Reproduce the line containing "pub fn save(&self, high_score: u32)" in the listing below, then every later line up to the end, precisely as written.

Exercise inputs Start Marker

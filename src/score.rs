use std::fs;
use std::path::PathBuf;

use log::{error, warn};
use serde::{Deserialize, Serialize};

/// The one persisted record: `{"high_score": N}`.
#[derive(Serialize, Deserialize)]
struct HighScoreRecord {
    high_score: u32,
}

/// Best-effort file storage for the high score. Loading never fails from
/// the caller's point of view, and a failed save is logged and forgotten;
/// gameplay must not depend on the file being writable.
pub struct HighScoreStore {
    path: PathBuf,
}

impl HighScoreStore {
    pub fn new(path: impl Into<PathBuf>) -> Self {
        HighScoreStore { path: path.into() }
    }

    /// 0 when the file is missing, unreadable, or not a valid record.
    pub fn load(&self) -> u32 {
        match fs::read_to_string(&self.path) {
            Ok(contents) => match serde_json::from_str::<HighScoreRecord>(&contents) {
                Ok(record) => record.high_score,
                Err(e) => {
                    warn!("malformed high score file {:?}: {}", self.path, e);
                    0
                }
            },
            Err(_) => 0,
        }
    }

    pub fn save(&self, high_score: u32) {
        let record = HighScoreRecord { high_score };
        match serde_json::to_string(&record) {
            Ok(json) => {
                if let Err(e) = fs::write(&self.path, json) {
                    error!("failed to save high score to {:?}: {}", self.path, e);
                }
            }
            Err(e) => error!("failed to encode high score record: {}", e),
        }
    }
}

Exercise inputs End Marker

§ **Response**:
    pub fn save(&self, high_score: u32) {
        let record = HighScoreRecord { high_score };
        match serde_json::to_string(&record) {
            Ok(json) => {
                if let Err(e) = fs::write(&self.path, json) {
                    error!("failed to save high score to {:?}: {}", self.path, e);
                }
            }
            Err(e) => error!("failed to encode high score record: {}", e),
        }
    }
}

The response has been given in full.